Just how dangerously this discreetly gay Paris professor had lived we didn't learn until some time after his death. In the later 1970s, Foucault was taken up in a big way in the United States, especially at Berkeley, a university noted for its explosive and ambitious radicalism. In breaks from his teaching Foucault made voluptuous excursions into the homosexual counter-culture of San Francisco. James Miller has some uncomfortable pages which itemise the kind of thing Foucault may have got up to there with his fellow S-M adepts, as he lived out the rigmaroles of domination and submission he had earlier uncovered in symbolic form among so many actors in the historical past.

By all accounts, Foucault was excited as never before by what he found in California - the LSD first of all and then the orgiastic sex, which answered to his frequently expressed desire for anonymity, to be 'without a face'. Aids was then only a rumour; but had he known about it, the risks he was taking would only have appealed to him the more.
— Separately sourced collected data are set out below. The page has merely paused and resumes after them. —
// This Source Code Form is subject to the terms of the Mozilla Public
// License, v. 2.0. If a copy of the MPL was not distributed with this
// file, You can obtain one at https://mozilla.org/MPL/2.0/.

//! Interfaces for parsing configuration files and working with a server
//! configuration

use dropshot::ConfigDropshot;
use dropshot::ConfigLogging;
use serde::Deserialize;
use serde::Serialize;
use std::path::Path;
use std::path::PathBuf;

/// Which policy-engine backend to use
///
/// `remote` talks to the hosted engine at `endpoint`; `local` runs the
/// in-process evaluator (local development and tests).
#[derive(Clone, Debug, Deserialize, Serialize)]
#[serde(tag = "mode", rename_all = "lowercase")]
pub enum EngineConfig {
    Remote { endpoint: String },
    Local,
}

/// Authorization-related configuration
#[derive(Clone, Debug, Deserialize, Serialize)]
pub struct AuthzConfig {
    /// region stamped into canonical resource strings
    pub region: String,
    /// policy-engine backend selection
    pub engine: EngineConfig,
    /// per-request deadline for engine calls, in seconds
    #[serde(default = "default_request_timeout_secs")]
    pub request_timeout_secs: u64,
}

/// Upstream workload-management service configuration
#[derive(Clone, Debug, Deserialize, Serialize)]
pub struct WorkloadConfig {
    pub base_url: String,
    #[serde(default = "default_request_timeout_secs")]
    pub request_timeout_secs: u64,
}

fn default_request_timeout_secs() -> u64 {
    30
}

/// Configuration for the server
#[derive(Clone, Debug, Deserialize, Serialize)]
pub struct Config {
    /// Dropshot server parameters
    pub dropshot: ConfigDropshot,
    /// Server-wide logging configuration
    pub log: ConfigLogging,
    /// Authorization-related configuration
    pub authz: AuthzConfig,
    /// Upstream workload-management service
    pub workload: WorkloadConfig,
}

/// Failure to load a `Config` from a file
#[derive(Debug, thiserror::Error)]
pub enum LoadError {
    #[error("read \"{}\"", path.display())]
    Io {
        path: PathBuf,
        #[source]
        err: std::io::Error,
    },
    #[error("parse \"{}\"", path.display())]
    Parse {
        path: PathBuf,
        #[source]
        err: toml::de::Error,
    },
}

impl Config {
    /// Load a `Config` from the given TOML file
    pub fn from_file<P: AsRef<Path>>(path: P) -> Result<Config, LoadError> {
        let path = path.as_ref();
        let file_contents = std::fs::read_to_string(path)
            .map_err(|err| LoadError::Io { path: path.to_path_buf(), err })?;
        let config_parsed: Config = toml::from_str(&file_contents)
            .map_err(|err| LoadError::Parse { path: path.to_path_buf(), err })?;
        Ok(config_parsed)
    }
}

#[cfg(test)]
mod test {
    use super::Config;
    use super::EngineConfig;
    use super::LoadError;

    const EXAMPLE_CONFIG: &str = r##"
        [dropshot]
        bind_address = "127.0.0.1:8000"

        [log]
        mode = "stderr-terminal"
        level = "info"

        [authz]
        region = "us-east-1"

        [authz.engine]
        mode = "local"

        [workload]
        base_url = "http://workload:8000"
        "##;

    #[test]
    fn test_parse_example_config() {
        let config: Config = toml::from_str(EXAMPLE_CONFIG).unwrap();
        assert_eq!("us-east-1", config.authz.region);
        assert!(matches!(config.authz.engine, EngineConfig::Local));
        assert_eq!("http://workload:8000", config.workload.base_url);
        // Defaulted when unspecified.
        assert_eq!(30, config.authz.request_timeout_secs);
        assert_eq!(30, config.workload.request_timeout_secs);
    }

    #[test]
    fn test_parse_remote_engine() {
        let config: Config = toml::from_str(
            &EXAMPLE_CONFIG.replace(
                "mode = \"local\"",
                "mode = \"remote\"\nendpoint = \"http://engine:9000\"",
            ),
        )
        .unwrap();
        match config.authz.engine {
            EngineConfig::Remote { endpoint } => {
                assert_eq!("http://engine:9000", endpoint)
            }
            other => panic!("unexpected engine config: {:?}", other),
        }
    }

    #[test]
    fn test_missing_file() {
        let error = Config::from_file("/nonexistent/config.toml").unwrap_err();
        assert!(matches!(error, LoadError::Io { .. }));
    }

    #[test]
    fn test_invalid_toml() {
        let error = toml::from_str::<Config>("this is not toml").unwrap_err();
        // Make sure the parse error mentions the problem rather than
        // panicking somewhere inside serde.
        assert!(!error.to_string().is_empty());
    }
}
#[tokio::test]
async fn test_action_prefix_is_stripped() {
    let (logctx, platform) = test_setup("test_action_prefix_is_stripped");
    enable_tenant(&platform).await;

    let caller = "arn:aws:iam::111111111111:user/u";
    let policy = platform
        .policy_create(
            TENANT,
            "describe-clusters",
            "",
            r#"permit(?principal, action == Action::"DescribeCluster", resource);"#,
        )
        .await
        .unwrap();
    platform
        .attachment_create(TENANT, &policy.policy_id, TargetType::User, caller)
        .await
        .unwrap();

    let decision = platform
        .authz()
        .authorize(&authz_request(
            TENANT,
            caller,
            "rosa:DescribeCluster",
            "*",
        ))
        .await
        .unwrap();
    assert_eq!(Decision::Allow, decision);

    logctx.cleanup_successful();
}

#[tokio::test]
async fn test_tag_conditioned_policy() {
    let (logctx, platform) = test_setup("test_tag_conditioned_policy");
    enable_tenant(&platform).await;

    let caller = "arn:aws:iam::111111111111:user/u";
    let policy = platform
        .policy_create(
            TENANT,
            "dev-only",
            "",
            r#"permit(?principal, action, resource)
               when { resource.tags["Environment"] == "development" };"#,
        )
        .await
        .unwrap();
    platform
        .attachment_create(TENANT, &policy.policy_id, TargetType::User, caller)
        .await
        .unwrap();

    let mut request = authz_request(
        TENANT,
        caller,
        "DescribeCluster",
        "arn:aws:rosa:us-east-1:111111111111:cluster/c1",
    );
    request.resource_tags.insert(
        String::from("Environment"),
        String::from("development"),
    );
    assert_eq!(
        Decision::Allow,
        platform.authz().authorize(&request).await.unwrap()
    );

    request.resource_tags.insert(
        String::from("Environment"),
        String::from("production"),
    );
    assert_eq!(
        Decision::Deny,
        platform.authz().authorize(&request).await.unwrap()
    );

    logctx.cleanup_successful();
}

#[tokio::test]
async fn test_policy_round_trip() {
    let (logctx, platform) = test_setup("test_policy_round_trip");
    enable_tenant(&platform).await;

    let cedar = "permit(?principal, action, resource);";
    let created = platform
        .policy_create(TENANT, "p1", "grants everything", cedar)
        .await
        .unwrap();
    assert!(!created.policy_id.is_empty());

    let fetched =
        platform.policy_fetch(TENANT, &created.policy_id).await.unwrap();
    assert_eq!("p1", fetched.name);
    assert_eq!("grants everything", fetched.description);
    // The Cedar text survives byte-for-byte.
    assert_eq!(cedar, fetched.cedar_policy);

    let listed = platform.policies_list(TENANT).await.unwrap();
    assert_eq!(1, listed.len());
    assert_eq!(fetched, listed[0]);

    logctx.cleanup_successful();
}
Foucault took an enviably positive view of death: 'To die for the love of boys: what could be more beautiful?' were his words to a gay colleague. It was almost certainly while he was in California that the HIV virus was passed on to him, and back in Paris, in 1984, he died from the results of it, aged 57. The newspapers gave him extraordinary coverage, but none of them hinted, not even those who knew, that he might have had Aids.

The truth, however, was that Foucault had in part willed his death, and it is that final convergence of his life's experience with his philosophy that has surely caused the biographers to arrive in numbers. In no time at all we have had three Lives of Foucault. The first, by Didier Eribon, was a cautious affair, too taken up with the strategic ins and outs of his academic life in France. The second and third have appeared, whether by design or not, in the same week: one of them is British, the other, James Miller's, American. Of the three, Miller's is far and away the most robust, intelligent and valuable, an outstanding intellectual biography of an elusive thinker whose ideas have never before seemed so coherent or so genuinely respectable. Miller has been to the philosophical sources to which Foucault himself went and his accounts of the major books are conspicuously thorough and definitive. The Passion of Michel Foucault is at once a humane and an essential book.

David Macey is unfortunate to have had his Life come out simultaneously with Miller's; at any other time it might have seemed worthy enough. But by comparison, The Lives of Michel Foucault is pedestrian, strong on the facts of Foucault's life (of which Macey gives many that Eribon and Miller either didn't know or decided to leave out), but timid and routine in the account it gives of Foucault's ideas. Foucault above all demands that whoever writes about him rise to an arduous occasion; of those who have tried so far, James Miller alone has done so.